Thursday, April 12, 2012

Time For A 'Bug Mac'? The Dutch Aim To Make Insects More Palatable

A dish at the Specktakel restaurant in the Netherlands, complete with insects. Enlarge Teri Schultz for NPR

A dish at the Specktakel restaurant in the Netherlands, complete with insects.

Teri Schultz for NPR

A dish at the Specktakel restaurant in the Netherlands, complete with insects.

Diners who merely flit over the menu at the Specktakel restaurant in the Netherlands are sometimes shocked when their plate arrives.

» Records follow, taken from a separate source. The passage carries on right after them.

//! A user repository whose list writes can be switched to fail

use std::sync::atomic::{AtomicBool, Ordering};
use std::sync::Arc;

use async_trait::async_trait;
use uuid::Uuid;
use GatherUp::database::{DatabaseService, ListWrite, MemoryStore, UserRepository};
use GatherUp::models::{User, UserChanges, UserList};
use GatherUp::utils::errors::{GatherError, Result};

pub struct FailingUserRepository {
    inner: MemoryStore,
    fail_list_writes: AtomicBool,
}

impl FailingUserRepository {
    pub fn new(inner: MemoryStore) -> Self {
        Self { inner, fail_list_writes: AtomicBool::new(false) }
    }

    pub fn fail_list_writes(&self, fail: bool) {
        self.fail_list_writes.store(fail, Ordering::SeqCst);
    }

    fn check(&self) -> Result<()> {
        if self.fail_list_writes.load(Ordering::SeqCst) {
            return Err(GatherError::Database(sqlx::Error::PoolTimedOut));
        }
        Ok(())
    }
}

/// A store whose events and groups work normally but whose user list writes can fail
pub fn failing_database() -> (DatabaseService, Arc<FailingUserRepository>) {
    let store = MemoryStore::new();
    let users = Arc::new(FailingUserRepository::new(store.clone()));
    let db = DatabaseService::from_parts(users.clone(), Arc::new(store.clone()), Arc::new(store));
    (db, users)
}

#[async_trait]
impl UserRepository for FailingUserRepository {
    async fn insert(&self, user: &User) -> Result<()> {
        UserRepository::insert(&self.inner, user).await
    }

    async fn find_by_id(&self, id: Uuid) -> Result<Option<User>> {
        UserRepository::find_by_id(&self.inner, id).await
    }

    async fn find_by_email(&self, email: &str) -> Result<Option<User>> {
        self.inner.find_by_email(email).await
    }

    async fn find_many(&self, ids: &[Uuid]) -> Result<Vec<User>> {
        UserRepository::find_many(&self.inner, ids).await
    }

    async fn list(&self, limit: i64, offset: i64) -> Result<Vec<User>> {
        UserRepository::list(&self.inner, limit, offset).await
    }

    async fn update(&self, id: Uuid, changes: &UserChanges) -> Result<Option<User>> {
        UserRepository::update(&self.inner, id, changes).await
    }

    async fn delete(&self, id: Uuid) -> Result<bool> {
        UserRepository::delete(&self.inner, id).await
    }

    async fn add_to_list(&self, id: Uuid, list: UserList, value: Uuid) -> Result<ListWrite> {
        self.check()?;
        self.inner.add_to_list(id, list, value).await
    }

    async fn remove_from_list(&self, id: Uuid, list: UserList, value: Uuid) -> Result<ListWrite> {
        self.check()?;
        self.inner.remove_from_list(id, list, value).await
    }

    async fn remove_from_all(&self, list: UserList, value: Uuid) -> Result<u64> {
        self.check()?;
        self.inner.remove_from_all(list, value).await
    }

    async fn count(&self) -> Result<i64> {
        UserRepository::count(&self.inner).await
    }
}
//! User service implementation
//!
//! This service handles registration, profile management, account deletion
//! and resolving a user's relationship lists into documents.

use tracing::{debug, info};
use uuid::Uuid;

use super::auth::AuthService;
use super::event::purge_event;
use super::group::purge_group;
use super::in_list_order;
use crate::config::PaginationConfig;
use crate::database::DatabaseService;
use crate::models::{
    CreateUserRequest, Event, Group, PageRequest, UpdateUserRequest, User, UserChanges, UserList,
};
use crate::utils::errors::{GatherError, Result};
use crate::utils::helpers::normalize_email;
use crate::utils::logging::log_user_action;

/// User service for managing user operations
#[derive(Clone)]
pub struct UserService {
    db: DatabaseService,
    auth: AuthService,
    pagination: PaginationConfig,
}

impl UserService {
    /// Create a new UserService instance
    pub fn new(db: DatabaseService, auth: AuthService, pagination: PaginationConfig) -> Self {
        Self { db, auth, pagination }
    }

    /// Register a new user; the email must not be taken
    pub async fn register(&self, request: CreateUserRequest) -> Result<User> {
        let request = request.validate()?;
        debug!(email = %request.email, "Registering user");

        if self.db.users.find_by_email(&request.email).await?.is_some() {
            return Err(GatherError::EmailTaken { email: request.email });
        }

        let password_hash = self.auth.hash_password(&request.password)?;
        let user = User::new(request.email, password_hash, request.profile);
        self.db.users.insert(&user).await?;

        log_user_action(user.id, "register", None);
        Ok(user)
    }

    pub async fn get_user(&self, user_id: Uuid) -> Result<User> {
        debug!(user_id = %user_id, "Getting user by ID");
        self.db
            .users
            .find_by_id(user_id)
            .await?
            .ok_or(GatherError::UserNotFound { user_id })
    }

    pub async fn get_by_email(&self, email: &str) -> Result<User> {
        let email = normalize_email(email);
        self.db
            .users
            .find_by_email(&email)
            .await?
            .ok_or_else(|| GatherError::NotFound(format!("No user with email {}", email)))
    }

    pub async fn list_users(&self, page: PageRequest) -> Result<Vec<User>> {
        let (limit, offset) = page.resolve(&self.pagination)?;
        self.db.users.list(limit, offset).await
    }

    /// Update profile fields, email or password
    pub async fn update_user(&self, user_id: Uuid, request: UpdateUserRequest) -> Result<User> {
        let request = request.validate()?;

        if let Some(email) = &request.email {
            if let Some(existing) = self.db.users.find_by_email(email).await? {
                if existing.id != user_id {
                    return Err(GatherError::EmailTaken { email: email.clone() });
                }
            }
        }

        let password_hash = request
            .password
            .as_deref()
            .map(|password| self.auth.hash_password(password))
            .transpose()?;

        let changes = UserChanges {
            email: request.email,
            password_hash,
            first_name: request.profile.first_name,
            last_name: request.profile.last_name,
            bio: request.profile.bio,
            location: request.profile.location,
        };

        let user = self
            .db
            .users
            .update(user_id, &changes)
            .await?
            .ok_or(GatherError::UserNotFound { user_id })?;

        log_user_action(user_id, "update", None);
        Ok(user)
    }

    /// Delete a user with everything they created, and unlink them everywhere
    pub async fn delete_user(&self, user_id: Uuid) -> Result<()> {
        let user = self.get_user(user_id).await?;

        let events = self.db.events.list_by_creator(user.id).await?;
        for event in &events {
            purge_event(&self.db, event).await?;
        }
        let groups = self.db.groups.list_by_creator(user.id).await?;
        for group in &groups {
            purge_group(&self.db, group).await?;
        }

        let (left_events, left_groups) = futures::try_join!(
            self.db.events.remove_participant_everywhere(user.id),
            self.db.groups.remove_member_everywhere(user.id)
        )?;

        if !self.db.users.delete(user.id).await? {
            return Err(GatherError::UserNotFound { user_id });
        }

        info!(
            user_id = %user_id,
            created_events = events.len(),
            created_groups = groups.len(),
            left_events = left_events,
            left_groups = left_groups,
            "User deleted"
        );
        log_user_action(user_id, "delete", None);
        Ok(())
    }

    /// Events the user participates in, in join order
    pub async fn participating_events(&self, user_id: Uuid) -> Result<Vec<Event>> {
        self.events_in(user_id, UserList::ParticipatingEvents).await
    }

    pub async fn created_events(&self, user_id: Uuid) -> Result<Vec<Event>> {
        self.events_in(user_id, UserList::CreatedEvents).await
    }

    pub async fn groups(&self, user_id: Uuid) -> Result<Vec<Group>> {
        self.groups_in(user_id, UserList::Groups).await
    }

    pub async fn created_groups(&self, user_id: Uuid) -> Result<Vec<Group>> {
        self.groups_in(user_id, UserList::CreatedGroups).await
    }

    async fn events_in(&self, user_id: Uuid, list: UserList) -> Result<Vec<Event>> {
        let user = self.get_user(user_id).await?;
        let ids = user.list(list);
        let events = self.db.events.find_many(ids).await?;
        Ok(in_list_order(ids, events, |event| event.id))
    }

    async fn groups_in(&self, user_id: Uuid, list: UserList) -> Result<Vec<Group>> {
        let user = self.get_user(user_id).await?;
        let ids = user.list(list);
        let groups = self.db.groups.find_many(ids).await?;
        Ok(in_list_order(ids, groups, |group| group.id))
    }
}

"They just read the first two things in the sentence, and then they think they've got the bobotie pie with pumpkin mash, raisins and watercress," says owner Mark Cashoek. "And the last word is actually the insect crumble."

Insect crumble? Who would want to see crumbled insects on their plate next to the antelope quiche?

Evidently, the hundreds of people who swarmed to Cashoek's Specktakel restaurant in Haarlem, Netherlands, last month to partake in two special bug buffets, both of which sold out.

Specktakel's head chef, Michiel den Hartoghs, is in the kitchen assembling a "crispy cricket" concoction ? complete with curried mayonnaise, crocodile pie and fried crickets ? with the special care due any delicacy.

Den Hartoghs is not above sampling as he cooks.

"Just eat it," he says. "Not so crazy."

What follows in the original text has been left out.